La Bibliothèque Nationale
conserve une dizaine d’ouvrages dont Nicolas Travers est l’auteur,
principalement des monographies historiques, mais n’a aucun exemplaire de celui
traitant de l’inscription de Nantes.
Pierre de fondation d’un tribunal ou autel dédié aux dieux, les débats étaient vifs dans les années 1720 entre Moreau de Mautour et Nicolas Travers et je ne suis pas certain que les continuateurs modernes comme Y. Maligorne et Yann le Bohec (2007 et 2011) n’aient définitivement clos le sujet.
Dom Lobineau fait figurer
l’inscription en tête de ses Preuves de l’Histoire de Bretagne (1715) [8]. Il ne nous donne pas de
traduction littérale mais nous dit qu’il est à présumer que ce tribunal était
le siège destiné à juger des affaires des marchands, autrement dit le siège du
consulat. Les 2 lettres CM signifieraient apparemment communi moneta ce
qui suggère une souscription publique pour l’érection du tribunal mais la
construction de Locis est assez difficile à debroüiller car il ne paraist pas à
ceux qui ont vû l’original qu’il y ait eu rien d’efacé.
Bref il lui semble assez
évident que cette inscription est relative à la fondation d’un tribunal et non
à un autel malgré la dédicace aux empereurs et au Dieu Volianus, identifié
comme étant l’appellation locale de Vulcain.
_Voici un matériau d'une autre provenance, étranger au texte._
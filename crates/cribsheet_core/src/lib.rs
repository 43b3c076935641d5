//! Answer checking, grading, and hints for classical cipher practice puzzles.
//!
//! A [`Puzzle`] is a plaintext, its ciphertext, the [`Cipher`] that produced
//! it, and the learner's progress on it. Everything in this crate is a pure
//! function of a puzzle (plus a random source, for hints):
//!
//! - [`is_unit_correct()`] checks one learner-provided value
//! - [`grade_puzzle()`] scores a whole puzzle
//! - [`Puzzle::apply_hint()`] reveals a crib or some units
//! - [`resolve_points()`] decides how much a puzzle is worth
//! - [`grade_submission()`] grades many puzzles at once
//!
//! Invalid or incomplete key material never causes an error here. Units that
//! cannot be verified are simply treated as incorrect.

#[macro_use]
extern crate lazy_static;

mod cribs;
mod domain;
mod grading;
mod hints;
mod oracle;
mod points;
mod puzzle;
mod scoring;
mod submission;
mod unit;

pub use cribs::{choose_crib, second_crib};
pub use domain::{Domain, domains};
pub use grading::{Grade, grade_puzzle, grade_with};
pub use hints::{HintEvent, hint_rng};
pub use oracle::{is_unit_correct, solution};
pub use points::{heuristic_points, resolve_points};
pub use puzzle::{Answer, HintProgress, Puzzle};
pub use scoring::{BaconianMultipliers, ConfigError, LengthBand, ScoringConfig};
pub use submission::{
    Submission, SubmissionGrade, average_progress, grade_submission, is_solved, progress,
};
pub use unit::{ParseUnitError, UnitId};

pub use cribsheet_cipher::{Cipher, CipherKind};

#[cfg(test)]
mod tests;
use cribsheet_cipher::{Cipher, text};

use crate::{Puzzle, ScoringConfig};

/// Returns the maximum score of a puzzle.
///
/// Uses the first of these that is positive:
///
/// 1. `override_points`
/// 2. the point value stored on the puzzle
/// 3. [`heuristic_points()`]
pub fn resolve_points(puzzle: &Puzzle, override_points: Option<f64>, config: &ScoringConfig) -> f64 {
    override_points
        .filter(|&p| p > 0.0)
        .or(puzzle.points.filter(|&p| p > 0.0))
        .unwrap_or_else(|| heuristic_points(puzzle, config))
}

/// Estimates a point value from the cipher kind and the plaintext length.
///
/// The length counts only the plain `A`-`Z` letters of the plaintext, so
/// accented letters and `Ñ` do not count towards it.
///
/// The result is rounded to one decimal place and clamped to the configured
/// range.
pub fn heuristic_points(puzzle: &Puzzle, config: &ScoringConfig) -> f64 {
    let difficulty = match &puzzle.cipher {
        Cipher::Baconian {
            binary_type: Some(binary_type),
        } => config.baconian.for_binary_type(binary_type),
        cipher => config.multiplier(cipher.kind()),
    };
    let length = config.length_multiplier(text::latin_letters(&puzzle.plaintext).len());
    let raw = (config.base_points * difficulty * length).round();
    let points = (raw / config.divisor * 10.0).round() / 10.0;
    points.max(config.min_points).min(config.max_points)
}
impl Family {
    /// Returns the alphabet of the family.
    pub fn alphabet(self) -> Alphabet {
        match self {
            Family::Aristocrat | Family::Patristocrat => Alphabet::English,
            Family::Xenocrypt => Alphabet::Spanish,
        }
    }

    /// Returns whether ciphertext of this family keeps word breaks.
    pub fn has_word_spacing(self) -> bool {
        self != Family::Patristocrat
    }
}

/// Key of a monoalphabetic substitution cipher.
#[derive(Serialize, Deserialize, Debug, Clone, PartialEq, Eq)]
#[serde(tag = "type")]
pub enum SubstitutionKey {
    /// Keyed plaintext alphabet.
    K1 {
        /// Keyword.
        #[serde(default)]
        keyword: String,
        /// Rotation of the ciphertext alphabet.
        #[serde(default, skip_serializing_if = "Option::is_none")]
        shift: Option<usize>,
    },
    /// Keyed ciphertext alphabet.
    K2 {
        /// Keyword.
        #[serde(default)]
        keyword: String,
        /// Rotation of the ciphertext alphabet.
        #[serde(default, skip_serializing_if = "Option::is_none")]
        shift: Option<usize>,
    },
    /// Same keyed alphabet on both sides, rotated.
    K3 {
        /// Keyword.
        #[serde(default)]
        keyword: String,
        /// Rotation of the ciphertext alphabet (default 1).
        #[serde(default, skip_serializing_if = "Option::is_none")]
        shift: Option<usize>,
    },
    /// Arbitrary permutation. `key[i]` is the ciphertext letter for
    /// plaintext letter `i`.
    Random {
        /// Ciphertext alphabet indexed by plaintext letter.
        #[serde(default)]
        key: String,
    },
}

impl SubstitutionKey {
    /// Constructs a random key for a cipher family, checking that it is a
    /// permutation of the family's alphabet.
    pub fn random(family: Family, key: &str) -> Result<Self, CipherError> {
        let ret = SubstitutionKey::Random {
            key: text::normalize_answer(key),
        };
        let kind = match family {
            Family::Aristocrat => CipherKind::RandomAristocrat,
            Family::Patristocrat => CipherKind::RandomPatristocrat,
            Family::Xenocrypt => CipherKind::RandomXenocrypt,
        };
        ret.validate(kind, family.alphabet())?;
        Ok(ret)
    }

    /// Returns the keying scheme, or `None` for a random key.
    pub fn scheme(&self) -> Option<KeyedScheme> {
        match self {
            SubstitutionKey::K1 { .. } => Some(KeyedScheme::K1),
            SubstitutionKey::K2 { .. } => Some(KeyedScheme::K2),
            SubstitutionKey::K3 { .. } => Some(KeyedScheme::K3),
            SubstitutionKey::Random { .. } => None,
        }
    }

    /// Returns the keyword of a keyed alphabet.
    pub fn keyword(&self) -> Option<&str> {
        match self {
            SubstitutionKey::K1 { keyword, .. }
            | SubstitutionKey::K2 { keyword, .. }
            | SubstitutionKey::K3 { keyword, .. } => Some(keyword),
            SubstitutionKey::Random { .. } => None,
        }
    }

    /// Derives the alphabet pairing, or returns `None` if the keyword or key
    /// is empty.
    pub fn alphabet_pair(&self, alphabet: Alphabet) -> Option<AlphabetPair> {
        match self {
            SubstitutionKey::K1 { keyword, shift }
            | SubstitutionKey::K2 { keyword, shift }
            | SubstitutionKey::K3 { keyword, shift } => {
                if text::latin_letters(keyword).is_empty() {
                    return None;
                }
                let scheme = self.scheme()?;
                Some(scheme.alphabet_pair(alphabet, keyword, *shift))
            }
            SubstitutionKey::Random { key } => {
                if key.trim().is_empty() {
                    return None;
                }
                Some(AlphabetPair::from_random_key(alphabet, key))
            }
        }
    }

    fn validate(&self, kind: CipherKind, alphabet: Alphabet) -> Result<(), CipherError> {
        match self {
            SubstitutionKey::K1 { keyword, .. }
            | SubstitutionKey::K2 { keyword, .. }
            | SubstitutionKey::K3 { keyword, .. } => {
                if text::latin_letters(keyword).is_empty() {
                    return Err(CipherError::MissingKey { kind, field: "keyword" });
                }
                Ok(())
            }
            SubstitutionKey::Random { key } => {
                let normalized = text::normalize_answer(key);
                let mut letters: Vec<char> = normalized.chars().collect();
                letters.sort_unstable();
                let mut standard = alphabet.standard();
                standard.sort_unstable();
                if normalized.is_empty() {
                    Err(CipherError::MissingKey { kind, field: "key" })
                } else if letters != standard {
                    Err(CipherError::BadSubstitutionKey {
                        key: normalized,
                        len: alphabet.len(),
                    })
                } else {
                    Ok(())
                }
            }
        }
    }
}
//! Modular letter arithmetic for the Caesar, Atbash, and Affine ciphers.
//!
//! Letters are numbered `A = 0` through `Z = 25`. All functions here accept
//! any `i64` and reduce every operand mod 26 before combining them, so key
//! material of any size never overflows.

use crate::MODULUS;

/// Returns the multiplicative inverse of `a` mod 26, or `None` if `a` shares
/// a factor with 26.
///
/// This is an exhaustive search over `1..26`, so it works for any `a`
/// including negative or unreduced values.
pub fn mod_inverse(a: i64) -> Option<i64> {
    let a = reduce(a);
    (1..MODULUS).find(|i| (a * i).rem_euclid(MODULUS) == 1)
}

/// Reduces `x` to `0..26`.
pub fn reduce(x: i64) -> i64 {
    x.rem_euclid(MODULUS)
}

/// Encrypts a letter number with a Caesar shift.
pub fn caesar_encrypt(x: i64, shift: i64) -> i64 {
    reduce(reduce(x) + reduce(shift))
}

/// Decrypts a letter number with a Caesar shift.
pub fn caesar_decrypt(y: i64, shift: i64) -> i64 {
    reduce(reduce(y) - reduce(shift))
}

/// Applies Atbash, which is its own inverse.
pub fn atbash(x: i64) -> i64 {
    MODULUS - 1 - reduce(x)
}

/// Encrypts a letter number as `a*x + b`.
pub fn affine_encrypt(x: i64, a: i64, b: i64) -> i64 {
    reduce(reduce(a) * reduce(x) + reduce(b))
}

/// Decrypts a letter number as `a⁻¹ * (y - b)`, or returns `None` if `a` has
/// no inverse.
pub fn affine_decrypt(y: i64, a: i64, b: i64) -> Option<i64> {
    let a_inv = mod_inverse(a)?;
    Some(reduce(a_inv * (reduce(y) - reduce(b))))
}
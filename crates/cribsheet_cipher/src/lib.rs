//! Classical cipher registry and key derivation.
//!
//! This crate defines the closed set of cipher variants that Cribsheet can
//! check, grade, and hint, along with the pure functions that derive
//! decryption material from each variant's key: keyed alphabets, modular
//! inverses, the Porta table, Hill matrix inverses, and the tokenizers for
//! ciphers whose ciphertext is made of symbol groups.
//!
//! Nothing in here performs I/O or holds state.

pub mod alphabet;
pub mod arith;
mod cipher;
mod error;
pub mod hill;
mod kind;
pub mod porta;
pub mod text;
pub mod tokens;

pub use alphabet::{Alphabet, AlphabetPair, KeyedScheme};
pub use cipher::{Cipher, DigitGroup, Family, SubstitutionKey};
pub use error::CipherError;
pub use kind::CipherKind;

/// Size of the modular arithmetic used by the letter-arithmetic ciphers.
pub const MODULUS: i64 = 26;
//! Crib selection.
//!
//! A crib is a plaintext word given away to get the learner started. Crib
//! choice is deterministic: the same puzzle always gets the same crib.

use cribsheet_cipher::{Alphabet, Cipher, Family, text};
use itertools::Itertools;

use crate::Puzzle;

const ENGLISH_FIVE_LETTER_WORDS: &[&str] = &[
    "ABOUT", "THERE", "THEIR", "WHICH", "WOULD", "OTHER", "AFTER", "FIRST", "THESE", "THINK",
    "WHERE", "BEING", "EVERY", "GREAT", "MIGHT", "SHALL", "STILL", "THOSE", "WHILE", "NEVER",
];
const ENGLISH_COMMON_WORDS: &[&str] = &[
    "THAT", "WITH", "HAVE", "THIS", "FROM", "THEY", "WILL", "WHAT", "WHEN", "YOUR", "SAID",
    "EACH", "MAKE", "LIKE", "TIME", "THAN", "THEM", "BEEN", "MANY", "SOME",
];
const ENGLISH_TRIGRAMS: &[&str] = &[
    "THE", "AND", "ING", "ION", "TIO", "ENT", "ERE", "HER", "ATE", "VER", "TER", "THA", "FOR",
];
const ENGLISH_BIGRAMS: &[&str] = &[
    "TH", "HE", "IN", "ER", "AN", "RE", "ON", "AT", "EN", "ND", "TI", "ES", "OR", "TE", "OF",
];

const SPANISH_FIVE_LETTER_WORDS: &[&str] = &[
    "ENTRE", "SOBRE", "TODOS", "DONDE", "PUEDE", "AHORA", "TIENE", "HACER", "MUNDO", "NUNCA",
];
const SPANISH_COMMON_WORDS: &[&str] = &[
    "PARA", "COMO", "PERO", "TODO", "ESTA", "ESTE", "ELLA", "SOLO", "VIDA", "MUCHO",
];
const SPANISH_TRIGRAMS: &[&str] = &["QUE", "ENT", "CON", "EST", "ADO", "DEL", "LOS", "LAS", "ELA"];
const SPANISH_BIGRAMS: &[&str] = &[
    "DE", "ES", "EN", "EL", "LA", "OS", "AR", "UE", "RA", "RE", "ER", "AS", "ON",
];

/// Returns the crib for a puzzle, or `None` if the plaintext has no letters.
///
/// A crib stored on the puzzle always wins. Otherwise the crib is chosen from
/// the plaintext words by [`crib_word()`], except for patristocrats (whose
/// ciphertext has no word breaks), which use [`frequency_crib()`]. Spanish
/// plaintext is stripped of accents first.
pub fn choose_crib(puzzle: &Puzzle) -> Option<String> {
    if let Some(crib) = puzzle.crib.as_deref().map(str::trim).filter(|s| !s.is_empty()) {
        return Some(crib.to_uppercase());
    }
    let plaintext = text::spanish_normalized(&puzzle.plaintext);
    let is_patristocrat = matches!(
        puzzle.cipher,
        Cipher::Substitution {
            family: Family::Patristocrat,
            ..
        }
    );
    let word_crib = if is_patristocrat { None } else { crib_word(&plaintext) };
    word_crib.or_else(|| {
        let letters = text::latin_letters(&plaintext).into_iter().collect::<String>();
        frequency_crib(&letters, puzzle.cipher.alphabet())
    })
}

/// Returns the second crib given for a complete columnar transposition: the
/// shortest word of at least 5 letters other than the first crib, or else the
/// longest word.
pub fn second_crib(puzzle: &Puzzle) -> Option<String> {
    let first = choose_crib(puzzle);
    let words = text::words(&text::spanish_normalized(&puzzle.plaintext))
        .into_iter()
        .filter(|w| w.len() >= 3 && Some(w) != first.as_ref())
        .sorted_by_key(|w| w.len())
        .collect_vec();
    let ret = words.iter().find(|w| w.len() >= 5).or(words.last())?;
    Some(ret.clone())
}

/// Picks a crib word from the words of `text`: the first of the shortest
/// words with at least 5 letters, or else at least 4 letters, or else the
/// first of the longest words.
pub(crate) fn crib_word(text: &str) -> Option<String> {
    let words = text::words(text);
    let shortest_with_min = |min: usize| {
        let candidates = words.iter().filter(|w| w.len() >= min);
        let shortest = candidates.clone().map(|w| w.len()).min()?;
        candidates.clone().find(|w| w.len() == shortest).cloned()
    };
    shortest_with_min(5)
        .or_else(|| shortest_with_min(4))
        .or_else(|| words.iter().rev().max_by_key(|w| w.len()).cloned())
}

/// Picks a crib from frequency-ranked lists: the first common 5-letter word
/// that appears in `letters`, else the first common word, else the first
/// trigram, else the first bigram, else the most frequent letter.
pub(crate) fn frequency_crib(letters: &str, alphabet: Alphabet) -> Option<String> {
    let lists = match alphabet {
        Alphabet::English => [
            ENGLISH_FIVE_LETTER_WORDS,
            ENGLISH_COMMON_WORDS,
            ENGLISH_TRIGRAMS,
            ENGLISH_BIGRAMS,
        ],
        Alphabet::Spanish => [
            SPANISH_FIVE_LETTER_WORDS,
            SPANISH_COMMON_WORDS,
            SPANISH_TRIGRAMS,
            SPANISH_BIGRAMS,
        ],
    };
    if let Some(found) = lists.iter().flat_map(|list| list.iter()).find(|w| letters.contains(*w)) {
        return Some((*found).to_owned());
    }
    let counts = letters.chars().counts();
    let (letter, _) = counts
        .into_iter()
        .max_by_key(|&(letter, count)| (count, std::cmp::Reverse(letter)))?;
    Some(letter.to_string())
}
L’auteur de notre ouvrage,
rédigé 6 ans après la publication de Lobineau, se livre à une étude approfondie
du texte, mot à mot, en analysant syntaxe et grammaire. Il est curieux de
comparer les deux traductions et les substantielles différences entre Lobineau
et Travers. Ainsi, par exemple, le Dieu Vulcain chez Lobineau devient au bon plaisir du Dieu Janus
chez Travers parce qu’il découpe le mot Voliano en Vol(ente) Ianus. Nouvelle
divergence, Lobineau lit Communi Moneta là où Travers, le bien nommé,
lit tout simplement Cum (avec). En fait la bonne interprétation semble
bien être Communi Moneta en référence à la souscription publique.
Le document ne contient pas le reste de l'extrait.